Besides constructing genealogies as a source of legitimation, they acted to mobilize public
support for their patrons. Expressions of Rajdharma in the vernacular also served to acquaint
the masses about kingship.
Virsimhcharit of Keshavdas also coincides with a period of state formation in Bundelkhand.
Virsimhcharit opens with a description of three great kings- Man Singh, the Kachwaha, Rana
Amar Sing, the Sisodia and Bir Singh Deo Bundela of Orchha. The poet deliberately equated Bir
Singh with two other rulers of two dominant Rajput clans in an attempt to promote the status of
the ruler and his clan.
A deliberate attempt to identify the Bundelas as Suryavanshi indicates an attempt to assign
them a Kshatriya status. The genealogies were therefore not necessarily historically accurate
but carefully fabricated to support the claims of the emerging King’s authority, to rationalize his
political status. The Bundelas through the poetry of Keshavdas gradually shed their obscure
identity through a process of Kshatriyaization to legitimise their freshly acquired political power.
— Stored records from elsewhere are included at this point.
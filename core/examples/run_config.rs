// accrete/examples/run_config.rs

use accrete::{AccreteResult, ConfigSchemaBuilder, FieldSchema, Update};
use tracing::info;

fn main() -> AccreteResult<()> {
  tracing_subscriber::fmt().with_max_level(tracing::Level::INFO).init();

  info!("--- Run Configuration Example ---");

  // Run-level options use the same schema machinery as workflow state, but
  // are resolved once per run instead of once per step.
  let mut b = ConfigSchemaBuilder::new("run_config");
  let text_only = b.flag("text_only_mode")?;
  let organization_id = b.option("organization_id", FieldSchema::<String>::overwrite())?;
  let config = b.build();

  // Run 1: nothing supplied, defaults apply.
  let options = config.defaults();
  info!(text_only = options.get(&text_only).unwrap(), "run 1 options");
  assert_eq!(options.get(&text_only), Some(&false));
  assert_eq!(options.get(&organization_id), None); // unset, not an error

  // Run 2: explicit values fully replace defaults.
  let options = config.resolve(
    &Update::new()
      .set(&text_only, true)
      .set(&organization_id, "org-42".to_string()),
  )?;
  info!(
    text_only = options.get(&text_only).unwrap(),
    organization = %options.get(&organization_id).unwrap(),
    "run 2 options"
  );
  assert_eq!(options.get(&text_only), Some(&true));

  Ok(())
}
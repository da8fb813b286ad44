// tests/common/mod.rs
#![allow(dead_code)] // Allow unused code in this common test module

use accrete::{reducers, AccreteResult, FieldKey, FieldSchema, Route, Schema};
use std::sync::{
  atomic::{AtomicUsize, Ordering},
  Arc,
};
use tracing::Level;

// --- Helper for Tracing Setup (call once per test run if needed) ---
use once_cell::sync::Lazy;
static TRACING_INIT: Lazy<()> = Lazy::new(|| {
  tracing_subscriber::fmt()
    .with_max_level(Level::DEBUG)
    .with_test_writer() // Important for tests to capture output
    .try_init()
    .ok(); // Allow multiple initializations in tests (ok if fails)
});

pub fn setup_tracing() {
  Lazy::force(&TRACING_INIT);
}

// --- Atomic counter for checking default-factory invocations ---
pub static DEFAULT_FACTORY_CALLS: Lazy<Arc<AtomicUsize>> = Lazy::new(|| Arc::new(AtomicUsize::new(0)));

pub fn reset_counters() {
  DEFAULT_FACTORY_CALLS.store(0, Ordering::SeqCst);
}

/// Append field whose default factory bumps `DEFAULT_FACTORY_CALLS`, so
/// tests can assert one factory invocation per initialization.
pub fn tracked_append_field() -> FieldSchema<Vec<String>> {
  reducers::append::<String>().with_default(|| {
    DEFAULT_FACTORY_CALLS.fetch_add(1, Ordering::SeqCst);
    Vec::new()
  })
}

// --- Common Step Identifier for Routing Fields ---
#[derive(Debug, Clone, Copy, PartialEq, Eq, Hash)]
pub enum Step {
  GeneratePost,
  CondensePost,
  HumanReview,
  SchedulePost,
}

// --- Post-Generation Workflow Fixture ---
//
// A state shape exercising every reducer family at once: appended page
// contents, unioned relevant links, a plain-overwrite post and routing
// field, a fully-recomputed options list, and a bounded condense counter.
pub struct PostState {
  pub schema: Arc<Schema>,
  pub links: FieldKey<Vec<String>>,
  pub report: FieldKey<String>,
  pub page_contents: FieldKey<Vec<String>>,
  pub relevant_links: FieldKey<Vec<String>>,
  pub post: FieldKey<String>,
  pub next: FieldKey<Route<Step>>,
  pub image_options: FieldKey<Vec<String>>,
  pub condense_count: FieldKey<u32>,
}

pub fn post_state() -> AccreteResult<PostState> {
  let mut b = Schema::builder("post_state");
  let links = b.field("links", FieldSchema::<Vec<String>>::overwrite())?;
  let report = b.field("report", FieldSchema::<String>::overwrite())?;
  let page_contents = b.field("page_contents", reducers::append::<String>())?;
  let relevant_links = b.field("relevant_links", reducers::union::<String>())?;
  let post = b.field("post", FieldSchema::<String>::overwrite())?;
  let next = b.field("next", FieldSchema::<Route<Step>>::overwrite())?;
  let image_options = b.field("image_options", reducers::replace::<Vec<String>>().with_default(Vec::new))?;
  let condense_count = b.field("condense_count", reducers::counter::<u32>())?;
  Ok(PostState {
    schema: b.build(),
    links,
    report,
    page_contents,
    relevant_links,
    post,
    next,
    image_options,
    condense_count,
  })
}

// --- Ingest Fixture (source schema for cross-schema reuse) ---
pub fn ingest_state() -> AccreteResult<(Arc<Schema>, FieldKey<String>)> {
  let mut b = Schema::builder("ingest_state");
  let report = b.field("report", FieldSchema::<String>::overwrite())?;
  b.field("page_contents", reducers::append::<String>())?;
  Ok((b.build(), report))
}

pub fn strings(items: &[&str]) -> Vec<String> {
  items.iter().map(|s| s.to_string()).collect()
}
// accrete/src/schema/mod.rs

//! Declares the shape of an accumulated state: per-field merge policies,
//! default factories, and cross-schema field reuse.

pub mod definition;
pub mod field;

// Re-export key types for easier access from other accrete modules (and lib.rs)
pub use definition::{FieldKey, Schema, SchemaBuilder};
pub use field::{AnyValue, DefaultFn, FieldSchema, MergeFn};
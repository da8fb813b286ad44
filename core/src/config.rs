// accrete/src/config.rs

//! The configuration schema: a parallel, smaller state schema holding
//! run-level options rather than step outputs.
//!
//! Mechanically identical to the workflow state schema (same declaration,
//! initialization, and merge semantics), but conventionally resolved once
//! per run, from a seed of explicitly supplied options layered over
//! defaults.

use crate::error::AccreteResult;
use crate::merge::reducers;
use crate::schema::definition::{FieldKey, Schema, SchemaBuilder};
use crate::schema::field::FieldSchema;
use crate::state::snapshot::StateSnapshot;
use crate::state::update::Update;
use std::sync::Arc;

/// Builder for a [`ConfigSchema`].
pub struct ConfigSchemaBuilder {
  inner: SchemaBuilder,
}

impl ConfigSchemaBuilder {
  pub fn new(name: impl Into<String>) -> Self {
    Self {
      inner: Schema::builder(name),
    }
  }

  /// Declares a boolean flag defaulting to `false`, fully replaced whenever
  /// a run supplies an explicit value.
  pub fn flag(&mut self, option_name: &str) -> AccreteResult<FieldKey<bool>> {
    self.inner.field(option_name, reducers::replace::<bool>().with_default(|| false))
  }

  /// Declares an arbitrary run-level option.
  pub fn option<T: Clone + Send + Sync + 'static>(
    &mut self,
    option_name: &str,
    field: FieldSchema<T>,
  ) -> AccreteResult<FieldKey<T>> {
    self.inner.field(option_name, field)
  }

  /// Reuses an option declaration from another schema, sharing its merge
  /// policy and default verbatim.
  pub fn reuse<T: Clone + Send + Sync + 'static>(
    &mut self,
    source: &Schema,
    option_name: &str,
  ) -> AccreteResult<FieldKey<T>> {
    self.inner.reuse(source, option_name)
  }

  pub fn build(self) -> ConfigSchema {
    ConfigSchema {
      schema: self.inner.build(),
    }
  }
}

/// A run-scoped options schema.
#[derive(Debug)]
pub struct ConfigSchema {
  schema: Arc<Schema>,
}

impl ConfigSchema {
  /// The underlying schema, e.g. for reuse into another schema.
  pub fn schema(&self) -> &Arc<Schema> {
    &self.schema
  }

  /// All options at their defaults.
  pub fn defaults(&self) -> StateSnapshot {
    StateSnapshot::init(&self.schema)
  }

  /// Options for one run: explicitly supplied values override defaults.
  /// Conventionally called once per run.
  pub fn resolve(&self, supplied: &Update) -> AccreteResult<StateSnapshot> {
    StateSnapshot::init_with(&self.schema, supplied)
  }
}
Bir Singh as the newly acknowledged king of the Bundelas needed to legitimize his authority
and invited Keshavdas to teach him rajdharma. Clearly, Rajdharma was to be revealed to guide
the king and help create his image as protector of Dharma. He was aware that public support
was inevitably required to strengthen kingship which is why he advised his patron to treat his
subjects with utmost care and compassion.
Kingship was perceived as a manifestation of divinity. The king was not only the shadow of God
on Earth but also God incarnate. Keshavdas projected his patron as the incarnation of Vishnu.
Another important contribution of the poets was the secularization of kingship in Medieval India.
The Mughal emperors could be incorporated within the Hindu pantheon as God’s incarnate.
Keshavdas who lived in a court propagating Vaishnavism applied religious and mythological
attributes to Jahangir. The Mughal emperor also permitted the use of such images which might
have percolated down through the different social circles in the language of the masses.
Braj poems furnish details about the role of kings and nobles and about imperial and regional
polities. Some of the facts available in these narratives may not be recorded in other sources
and therefore may not be verified, but these poets were eye-witnesses to the historical
developments and their perspectives were different from that of the Persian chronicles. The
formulation of Akbar’s imperial authority demanded excluding his initiatives to negotiate with Bir
Singh in Persian sources, but it was essential for Keshavdas to register these proceedings to
elevate his patron’s image. Thus, despite being poetic in style they read like historical chronicles
and defy the notion of premodern India remaining ahistorical.
BIBLIOGRAPHY
Sandhya Sharma - Literature, Culture and History in Mughal North India 1550 – 1800
Allison Busch - Poetry of Kings: The Classical Hindi Literature of Mughal India.
Allison Busch - Literary Responses to the Mughal Imperium: The Historical Poems of
Keshavdas
Allison Busch - Braj Beyond Braj: Classical Hindi in the Mughal World
Allison Busch - Brajbhasha Poets at the Mughal Court
Stuart McGregor- The Progress of Hindi, Part 1 The Development of a Transregional Idiom in
Sheldon Pollock: Literary Cultures in History.